_Problem_.
Pull every line with the word "ShutdownSignal" out of the entries below.

_Given data_.
//! Authentication middleware for Axum
//!
//! Resolves the bearer token to an [`AuthenticatedUser`] request
//! extension. Handlers turn that into an explicit [`Caller`] value for
//! the services; no core operation ever reads ambient session state.

use std::sync::Arc;

use axum::{
    body::Body,
    extract::State,
    http::{header, Request, StatusCode},
    middleware::Next,
    response::{IntoResponse, Response},
    Json,
};
use serde_json::json;

use crate::domain::{Caller, Role, Storage};
use crate::infrastructure::crypto::jwt::{verify_token, JwtConfig};

/// Authentication error types
#[derive(Debug)]
pub enum AuthError {
    MissingToken,
    InvalidToken,
    ExpiredToken,
    UserNotFound,
    Banned,
}

/// Authentication state shared with the middleware
#[derive(Clone)]
pub struct AuthState {
    pub jwt_config: JwtConfig,
    pub storage: Arc<dyn Storage>,
}

/// Authenticated user information resolved from the token and the
/// stored account (role and ban state come from storage, not the token).
#[derive(Clone, Debug)]
pub struct AuthenticatedUser {
    pub user_id: String,
    pub username: String,
    pub role: Role,
}

impl AuthenticatedUser {
    pub fn caller(&self) -> Caller {
        match self.role {
            Role::Admin => Caller::admin(self.user_id.clone(), self.username.clone()),
            Role::User => Caller::user(self.user_id.clone(), self.username.clone()),
        }
    }
}

fn extract_token(auth_header: &str) -> Option<&str> {
    auth_header.strip_prefix("Bearer ")
}

/// JWT authentication middleware
pub async fn auth_middleware(
    State(auth_state): State<AuthState>,
    mut request: Request<Body>,
    next: Next,
) -> Response {
    let auth_header = request
        .headers()
        .get(header::AUTHORIZATION)
        .and_then(|h| h.to_str().ok())
        .map(String::from);
    let Some(auth_header) = auth_header else {
        return auth_error_response(AuthError::MissingToken);
    };

    let Some(token) = extract_token(&auth_header) else {
        return auth_error_response(AuthError::InvalidToken);
    };

    let claims = match verify_token(token, &auth_state.jwt_config) {
        Ok(claims) => claims,
        Err(_) => return auth_error_response(AuthError::InvalidToken),
    };
    if claims.is_expired() {
        return auth_error_response(AuthError::ExpiredToken);
    }

    // a ban cuts off existing sessions, so the account is re-checked on
    // every request
    let user = match auth_state.storage.get_user(&claims.sub).await {
        Ok(Some(user)) => user,
        Ok(None) => return auth_error_response(AuthError::UserNotFound),
        Err(_) => return auth_error_response(AuthError::InvalidToken),
    };
    if user.banned {
        return auth_error_response(AuthError::Banned);
    }

    request.extensions_mut().insert(AuthenticatedUser {
        user_id: user.id,
        username: user.username,
        role: user.role,
    });
    next.run(request).await
}

fn auth_error_response(error: AuthError) -> Response {
    let (status, message) = match error {
        AuthError::MissingToken => (StatusCode::UNAUTHORIZED, "Missing authentication token"),
        AuthError::InvalidToken => (StatusCode::UNAUTHORIZED, "Invalid authentication token"),
        AuthError::ExpiredToken => (StatusCode::UNAUTHORIZED, "Token has expired"),
        AuthError::UserNotFound => (StatusCode::UNAUTHORIZED, "Unknown account"),
        AuthError::Banned => (StatusCode::FORBIDDEN, "Account is banned"),
    };

    let body = Json(json!({
        "success": false,
        "error": message
    }));

    (status, body).into_response()
}

// ── Tests ──────────────────────────────────────────────────────

#[cfg(test)]
mod tests {
    use super::*;
    use crate::domain::User;
    use crate::infrastructure::crypto::jwt::create_token;
    use crate::infrastructure::storage::InMemoryStorage;
    use axum::routing::get;
    use axum::{middleware, Extension, Router};
    use tower::ServiceExt;

    async fn whoami(Extension(user): Extension<AuthenticatedUser>) -> String {
        format!("{}:{}", user.username, user.role)
    }

    async fn fixture() -> (Router, JwtConfig, User) {
        let storage = Arc::new(InMemoryStorage::new());
        let user = storage
            .insert_user(User::new("alice", "alice@example.com", "h", Role::User))
            .await
            .unwrap();
        let jwt_config = JwtConfig {
            secret: "test-secret".into(),
            expiration_hours: 1,
            issuer: "parkhub".into(),
        };
        let state = AuthState {
            jwt_config: jwt_config.clone(),
            storage,
        };
        let app = Router::new()
            .route("/whoami", get(whoami))
            .layer(middleware::from_fn_with_state(state, auth_middleware));
        (app, jwt_config, user)
    }

    fn get_with_token(token: Option<&str>) -> Request<Body> {
        let mut builder = Request::builder().method("GET").uri("/whoami");
        if let Some(token) = token {
            builder = builder.header("authorization", format!("Bearer {}", token));
        }
        builder.body(Body::empty()).unwrap()
    }

    #[tokio::test]
    async fn missing_token_is_401() {
        let (app, _, _) = fixture().await;
        let resp = app.oneshot(get_with_token(None)).await.unwrap();
        assert_eq!(resp.status(), StatusCode::UNAUTHORIZED);
    }

    #[tokio::test]
    async fn valid_token_passes_through() {
        let (app, jwt_config, user) = fixture().await;
        let token = create_token(&user.id, &user.username, "user", &jwt_config).unwrap();
        let resp = app.oneshot(get_with_token(Some(&token))).await.unwrap();
        assert_eq!(resp.status(), StatusCode::OK);
    }

    #[tokio::test]
    async fn garbage_token_is_401() {
        let (app, _, _) = fixture().await;
        let resp = app
            .oneshot(get_with_token(Some("not-a-token")))
            .await
            .unwrap();
        assert_eq!(resp.status(), StatusCode::UNAUTHORIZED);
    }

    #[tokio::test]
    async fn banned_user_is_403_even_with_valid_token() {
        let storage = Arc::new(InMemoryStorage::new());
        let mut user = User::new("bob", "bob@example.com", "h", Role::User);
        user.banned = true;
        let user = storage.insert_user(user).await.unwrap();

        let jwt_config = JwtConfig {
            secret: "test-secret".into(),
            expiration_hours: 1,
            issuer: "parkhub".into(),
        };
        let token = create_token(&user.id, &user.username, "user", &jwt_config).unwrap();
        let state = AuthState {
            jwt_config,
            storage,
        };
        let app = Router::new()
            .route("/whoami", get(whoami))
            .layer(middleware::from_fn_with_state(state, auth_middleware));

        let resp = app.oneshot(get_with_token(Some(&token))).await.unwrap();
        assert_eq!(resp.status(), StatusCode::FORBIDDEN);
    }
}
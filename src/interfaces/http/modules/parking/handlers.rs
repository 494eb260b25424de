//! Occupancy REST API handlers

use axum::{
    extract::{Path, State},
    http::StatusCode,
    Extension, Json,
};

use super::dto::{OccupyRequest, OccupyResponse, ReleaseResponse};
use crate::interfaces::http::common::{error_response, ApiResponse, ValidatedJson};
use crate::interfaces::http::middleware::AuthenticatedUser;
use crate::interfaces::http::router::ApiState;

#[utoipa::path(
    post,
    path = "/api/v1/lots/{id}/slots/{number}/occupy",
    tag = "Parking",
    security(("bearer_auth" = [])),
    params(
        ("id" = i64, Path, description = "Lot ID"),
        ("number" = i32, Path, description = "Slot number")
    ),
    request_body = OccupyRequest,
    responses(
        (status = 200, description = "Slot occupied, reservation opened", body = ApiResponse<OccupyResponse>),
        (status = 404, description = "Lot or slot not found"),
        (status = 409, description = "Slot already occupied")
    )
)]
pub async fn occupy_slot(
    State(state): State<ApiState>,
    Extension(user): Extension<AuthenticatedUser>,
    Path((lot_id, number)): Path<(i64, i32)>,
    ValidatedJson(req): ValidatedJson<OccupyRequest>,
) -> Result<Json<ApiResponse<OccupyResponse>>, (StatusCode, Json<ApiResponse<()>>)> {
    let ticket = state
        .occupancy
        .occupy(&user.caller(), lot_id, number, &req.vehicle_id)
        .await
        .map_err(error_response)?;
    Ok(Json(ApiResponse::success(ticket.into())))
}

#[utoipa::path(
    post,
    path = "/api/v1/lots/{id}/slots/{number}/release",
    tag = "Parking",
    security(("bearer_auth" = [])),
    params(
        ("id" = i64, Path, description = "Lot ID"),
        ("number" = i32, Path, description = "Slot number")
    ),
    responses(
        (status = 200, description = "Slot released, usage billed", body = ApiResponse<ReleaseResponse>),
        (status = 403, description = "Caller is not the occupant"),
        (status = 404, description = "Lot, slot or open reservation not found"),
        (status = 409, description = "Slot is not occupied")
    )
)]
pub async fn release_slot(
    State(state): State<ApiState>,
    Extension(user): Extension<AuthenticatedUser>,
    Path((lot_id, number)): Path<(i64, i32)>,
) -> Result<Json<ApiResponse<ReleaseResponse>>, (StatusCode, Json<ApiResponse<()>>)> {
    let receipt = state
        .occupancy
        .release(&user.caller(), lot_id, number)
        .await
        .map_err(error_response)?;
    Ok(Json(ApiResponse::success(receipt.into())))
}
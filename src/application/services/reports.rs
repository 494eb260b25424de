//! Asynchronous usage-report exports.
//!
//! A request only inserts a pending `ExportTask` and returns; the
//! background worker claims tasks one at a time, renders the document
//! through the report-generator collaborator and stores the download
//! link. Heavy generation never runs on a request path.

use std::path::PathBuf;
use std::sync::Arc;
use std::time::Duration;

use chrono::Utc;
use tracing::{info, warn};

use crate::application::ports::ReportGenerator;
use crate::domain::{Caller, DomainError, DomainResult, ExportTask, Storage};
use crate::notifications::events::ReportReadyEvent;
use crate::notifications::{Dispatcher, Event};
use crate::shared::ShutdownSignal;

pub struct ReportService {
    storage: Arc<dyn Storage>,
    dispatcher: Dispatcher,
    generator: Arc<dyn ReportGenerator>,
    exports_dir: PathBuf,
}

impl ReportService {
    pub fn new(
        storage: Arc<dyn Storage>,
        dispatcher: Dispatcher,
        generator: Arc<dyn ReportGenerator>,
        exports_dir: PathBuf,
    ) -> Self {
        Self {
            storage,
            dispatcher,
            generator,
            exports_dir,
        }
    }

    /// Queue a report export. `scope_user_id = None` means the whole
    /// system (admin only); a regular user may only export their own
    /// usage.
    pub async fn request_export(
        &self,
        caller: &Caller,
        scope_user_id: Option<String>,
    ) -> DomainResult<ExportTask> {
        let (user_id, _) = caller.require_user()?;

        match &scope_user_id {
            None => {
                caller.require_admin()?;
            }
            Some(scope) if scope.as_str() != user_id => {
                caller.require_admin()?;
            }
            Some(_) => {}
        }

        let task = self
            .storage
            .insert_export_task(ExportTask::pending(user_id, scope_user_id))
            .await?;
        info!(task_id = task.id, "report export queued");
        Ok(task)
    }

    /// Poll an export task. Visible to its requester and to admins.
    pub async fn task_status(&self, caller: &Caller, task_id: i64) -> DomainResult<ExportTask> {
        let (user_id, _) = caller.require_user()?;
        let task = self
            .storage
            .get_export_task(task_id)
            .await?
            .ok_or_else(|| DomainError::not_found("ExportTask", "id", task_id))?;
        if task.user_id != user_id && !caller.is_admin() {
            return Err(DomainError::Forbidden(
                "not the owner of this export".into(),
            ));
        }
        Ok(task)
    }

    /// Claim and process one pending task. Returns false when the queue
    /// is empty.
    pub async fn process_next(&self) -> DomainResult<bool> {
        let Some(mut task) = self.storage.claim_pending_export_task().await? else {
            return Ok(false);
        };

        let entries = match &task.scope_user_id {
            Some(user_id) => self.storage.list_usage_for_user(user_id).await?,
            None => self.storage.list_all_usage().await?,
        };

        match self.generator.generate(&entries).await {
            Ok(bytes) => {
                let filename = format!("usage-report-{}.txt", task.id);
                match self.write_document(&filename, &bytes).await {
                    Ok(()) => {
                        let link = format!("/exports/{}", filename);
                        task.mark_done(link.clone());
                        self.storage.update_export_task(task.clone()).await?;
                        info!(task_id = task.id, link = %link, "report export completed");
                        self.dispatcher.enqueue(
                            Event::ReportReady(ReportReadyEvent {
                                user_id: task.user_id.clone(),
                                task_id: task.id,
                                download_link: link,
                                timestamp: Utc::now(),
                            }),
                            Duration::ZERO,
                        );
                    }
                    Err(e) => {
                        warn!(task_id = task.id, error = %e, "failed to store report");
                        task.mark_failed();
                        self.storage.update_export_task(task).await?;
                    }
                }
            }
            Err(e) => {
                warn!(task_id = task.id, error = %e, "report generation failed");
                task.mark_failed();
                self.storage.update_export_task(task).await?;
            }
        }

        Ok(true)
    }

    async fn write_document(&self, filename: &str, bytes: &[u8]) -> Result<(), String> {
        tokio::fs::create_dir_all(&self.exports_dir)
            .await
            .map_err(|e| e.to_string())?;
        tokio::fs::write(self.exports_dir.join(filename), bytes)
            .await
            .map_err(|e| e.to_string())
    }

    /// Start the worker loop draining the export queue.
    pub fn start(self: Arc<Self>, shutdown: ShutdownSignal, poll_interval_secs: u64) {
        tokio::spawn(async move {
            info!("📊 Report export worker started");
            let mut interval = tokio::time::interval(Duration::from_secs(poll_interval_secs));

            loop {
                tokio::select! {
                    _ = interval.tick() => {
                        // drain everything currently queued
                        loop {
                            match self.process_next().await {
                                Ok(true) => continue,
                                Ok(false) => break,
                                Err(e) => {
                                    warn!(error = %e, "export worker error");
                                    break;
                                }
                            }
                        }
                    }
                    _ = shutdown.notified().wait() => {
                        info!("📊 Report export worker shutting down");
                        break;
                    }
                }
            }
        });
    }
}

// ── Tests ──────────────────────────────────────────────────────

#[cfg(test)]
mod tests {
    use super::*;
    use crate::application::ports::PlainTextReportGenerator;
    use crate::domain::ExportStatus;
    use crate::infrastructure::storage::InMemoryStorage;
    use crate::notifications::create_event_bus;
    use async_trait::async_trait;
    use crate::domain::UsageLogEntry;

    fn temp_exports_dir() -> PathBuf {
        std::env::temp_dir().join(format!("parkhub-exports-{}", uuid::Uuid::new_v4()))
    }

    fn service_with(
        generator: Arc<dyn ReportGenerator>,
    ) -> (ReportService, Arc<InMemoryStorage>, PathBuf) {
        let storage = Arc::new(InMemoryStorage::new());
        let dir = temp_exports_dir();
        let service = ReportService::new(
            storage.clone(),
            Dispatcher::new(create_event_bus()),
            generator,
            dir.clone(),
        );
        (service, storage, dir)
    }

    #[tokio::test]
    async fn user_may_only_export_own_scope() {
        let (service, _, _) = service_with(Arc::new(PlainTextReportGenerator));
        let user = Caller::user("u1", "alice");

        assert!(service
            .request_export(&user, Some("u1".into()))
            .await
            .is_ok());
        assert!(matches!(
            service.request_export(&user, None).await,
            Err(DomainError::Forbidden(_))
        ));
        assert!(matches!(
            service.request_export(&user, Some("u2".into())).await,
            Err(DomainError::Forbidden(_))
        ));

        let admin = Caller::admin("a1", "root");
        assert!(service.request_export(&admin, None).await.is_ok());
        assert!(service
            .request_export(&admin, Some("u1".into()))
            .await
            .is_ok());
    }

    #[tokio::test]
    async fn process_next_completes_task_and_writes_file() {
        let (service, storage, dir) = service_with(Arc::new(PlainTextReportGenerator));
        let admin = Caller::admin("a1", "root");
        let task = service.request_export(&admin, None).await.unwrap();

        assert!(service.process_next().await.unwrap());

        let done = storage.get_export_task(task.id).await.unwrap().unwrap();
        assert_eq!(done.status, ExportStatus::Done);
        let link = done.download_link.unwrap();
        assert!(link.ends_with(&format!("usage-report-{}.txt", task.id)));
        assert!(dir.join(format!("usage-report-{}.txt", task.id)).exists());

        // empty queue
        assert!(!service.process_next().await.unwrap());
        let _ = std::fs::remove_dir_all(dir);
    }

    struct BrokenGenerator;

    #[async_trait]
    impl ReportGenerator for BrokenGenerator {
        async fn generate(&self, _entries: &[UsageLogEntry]) -> Result<Vec<u8>, String> {
            Err("renderer crashed".into())
        }
    }

    #[tokio::test]
    async fn generation_failure_marks_task_failed() {
        let (service, storage, _) = service_with(Arc::new(BrokenGenerator));
        let admin = Caller::admin("a1", "root");
        let task = service.request_export(&admin, None).await.unwrap();

        assert!(service.process_next().await.unwrap());

        let failed = storage.get_export_task(task.id).await.unwrap().unwrap();
        assert_eq!(failed.status, ExportStatus::Failed);
        assert!(failed.download_link.is_none());
    }

    #[tokio::test]
    async fn status_is_owner_or_admin_only() {
        let (service, _, _) = service_with(Arc::new(PlainTextReportGenerator));
        let user = Caller::user("u1", "alice");
        let task = service
            .request_export(&user, Some("u1".into()))
            .await
            .unwrap();

        assert!(service.task_status(&user, task.id).await.is_ok());
        assert!(service
            .task_status(&Caller::admin("a1", "root"), task.id)
            .await
            .is_ok());
        assert!(matches!(
            service
                .task_status(&Caller::user("u2", "bob"), task.id)
                .await,
            Err(DomainError::Forbidden(_))
        ));
    }
}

_The answer_.
use crate::shared::ShutdownSignal;
    pub fn start(self: Arc<Self>, shutdown: ShutdownSignal, poll_interval_secs: u64) {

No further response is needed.